Pencemaran akibat limbah kimia juga dipengaruhi oleh pemanfaatan sungai untuk kebutuhan irigasi pertanian dan perkebunan. Para petani menggunakan pestisida untuk membunuh hama tanaman atau merangsang pertumbuhan tanaman. Penggunaan pestisida dan insektisida tanpa pengawasan ketat berpotensi mencemari daerah aliran sungai.
Berbagai jenis senyawa kimia yang dilepas ke air sungai memiliki potensi untuk masuk ke tubuh manusia dengan berbagai cara. Sebab, senyawa kimia itu berpotensi dimakan oleh plankton dan dimakan lagi oleh ikan, kerang, dan udang.

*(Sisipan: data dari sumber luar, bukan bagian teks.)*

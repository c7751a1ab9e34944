use std::collections::BTreeMap;
use std::path::Path;

use anyhow::{Context, Result};
use serde::{Deserialize, Serialize};

// ---------------------------------------------------------------------------
// InspectorConfig – limits and aliases shared by every query
// ---------------------------------------------------------------------------

/// Query limits and product aliases.
///
/// Every field has a default, so a config file only needs the keys it
/// overrides:
///
/// ```json
/// { "max_spectra": 500, "product_aliases": { "dr1": "iron" } }
/// ```
#[derive(Debug, Clone, PartialEq, Serialize, Deserialize)]
#[serde(default)]
pub struct InspectorConfig {
    /// Largest accepted search radius, in arcsec.
    pub max_radius_arcsec: f64,
    /// Radius used when a location omits it, in arcsec.
    pub default_radius_arcsec: f64,
    /// Most spectra a single request may read.
    pub max_spectra: usize,
    /// Fibers must satisfy `0 <= FIBER < max_fiber`.
    pub max_fiber: i64,
    /// Most rows a rendered table may contain.
    pub max_table_rows: usize,
    /// Lower-case alias → canonical production name.
    pub product_aliases: BTreeMap<String, String>,
}

impl Default for InspectorConfig {
    fn default() -> Self {
        let product_aliases = [("edr", "fuji"), ("dr1", "iron"), ("dr2", "loa")]
            .into_iter()
            .map(|(alias, name)| (alias.to_string(), name.to_string()))
            .collect();

        Self {
            max_radius_arcsec: 1800.0,
            default_radius_arcsec: 10.0,
            max_spectra: 1000,
            max_fiber: 5000,
            max_table_rows: 10_000,
            product_aliases,
        }
    }
}

impl InspectorConfig {
    /// Read a JSON config file; missing keys keep their defaults.
    pub fn from_file(path: &Path) -> Result<Self> {
        let text = std::fs::read_to_string(path)
            .with_context(|| format!("reading config {}", path.display()))?;
        serde_json::from_str(&text).with_context(|| format!("parsing config {}", path.display()))
    }

    /// Map a production alias (case-insensitive) to its canonical name.
    /// Unknown names are returned unchanged.
    pub fn standardize_product(&self, product: &str) -> String {
        self.product_aliases
            .get(&product.to_lowercase())
            .cloned()
            .unwrap_or_else(|| product.to_string())
    }
}
//! Core of a spectra inspector: find the targets of a production by sky
//! position, id list or tile/fiber, narrow them with column filters, read
//! their exposures and coadd them per target.

pub mod catalog;
pub mod config;
pub mod data;
pub mod error;
pub mod query;
pub mod spectra;

pub use config::InspectorConfig;
pub use data::model::{Column, ColumnData, MetadataValue, Table};
pub use error::{InspectorError, Result};
pub use query::orchestrator::{QueryOrchestrator, Selection, SpecGroup};
pub use spectra::model::{Spectra, SpectralBand};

”Jadi, di muara itu banyak kerang, udang, dan ikan muara. Dari banyak penelitian, kandungan logam berat di kerang-kerang itu tinggi dan ketika dikonsumsi manusia berpotensi menimbulkan berbagai jenis penyakit,” kata Budi.
Baca juga: Penyediaan Air Minum dan Sanitasi untuk Perluas Akses Air Bersih di Sidoarjo
Guru Besar Kesehatan Lingkungan di Fakultas Kesehatan Masyarakat Universitas Indonesia itu menjelaskan berbagai peraturan untuk melindungi sungai dari pencemaran sudah banyak dikeluarkan pemerintah, baik itu pemerintah pusat maupun daerah. Namun, sampai saat ini masih banyak sungai yang tercemar. Situasi ini tidak terlepas dari masih banyaknya industri yang membuang secara langsung limbahnya ke sungai karena minimnya pengawasan pemerintah.
”Dari sisi sumber pencemarannya masih lolos dan selalu ada. Masyarakat kita juga masih membutuhkan sumber air yang ada,” kata Budi.
Berbagai persoalan pencemaran sungai, mulai dari limbah kimia dan limbah biologis termasuk bakteri E coli, menunjukkan kalau sebagian warga negara hidup di tengah ancaman wabah. Jika pemerintah tidak mampu menjaga daerah aliran sungai, seharusnya ada solusi lain untuk menyediakan air bersih agar bisa digunakan warga.